Problem requirements:
Lines that contain the string "code" are the ones to list; copy all of them from the records.

::: Exercise data

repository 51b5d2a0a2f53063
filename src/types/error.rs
use thiserror::Error;

/// Failures surfaced by the storage layer, classified the way a calling
/// application needs to distinguish them.
#[derive(Debug, Error)]
pub enum DsfError {
    #[error("unique constraint violation: {0}")]
    UniqueViolation(String),
    #[error("foreign key violation: {0}")]
    ForeignKeyViolation(String),
    #[error("not-null violation: {0}")]
    NotNullViolation(String),
    #[error("melt curve arrays differ in length: {temperatures} temperatures vs {fluorescences} fluorescence values")]
    CurveLengthMismatch {
        temperatures: usize,
        fluorescences: usize,
    },
    #[error("melt curve arrays must not be empty")]
    EmptyCurve,
    #[error("database schema version mismatch: found {found}, expected {expected}; run with --reset to rebuild")]
    SchemaVersion { found: i64, expected: i64 },
    #[error("storage error: {0}")]
    Storage(String),
}

impl From<rusqlite::Error> for DsfError {
    fn from(err: rusqlite::Error) -> Self {
        if let rusqlite::Error::SqliteFailure(code, message) = &err {
            let detail = message.clone().unwrap_or_else(|| code.to_string());
            match code.extended_code {
                rusqlite::ffi::SQLITE_CONSTRAINT_UNIQUE
                | rusqlite::ffi::SQLITE_CONSTRAINT_PRIMARYKEY => {
                    return Self::UniqueViolation(detail);
                }
                rusqlite::ffi::SQLITE_CONSTRAINT_FOREIGNKEY => {
                    return Self::ForeignKeyViolation(detail);
                }
                rusqlite::ffi::SQLITE_CONSTRAINT_NOTNULL => {
                    return Self::NotNullViolation(detail);
                }
                _ => {}
            }
        }
        Self::Storage(err.to_string())
    }
}

impl From<serde_json::Error> for DsfError {
    fn from(err: serde_json::Error) -> Self {
        Self::Storage(err.to_string())
    }
}
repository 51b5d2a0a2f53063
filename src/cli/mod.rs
mod args;
mod command;

pub use args::Cli;
pub use command::Command;

pub use args::parse;
pub mod db;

::::::

Result for this exercise:
        if let rusqlite::Error::SqliteFailure(code, message) = &err {
            let detail = message.clone().unwrap_or_else(|| code.to_string());
            match code.extended_code {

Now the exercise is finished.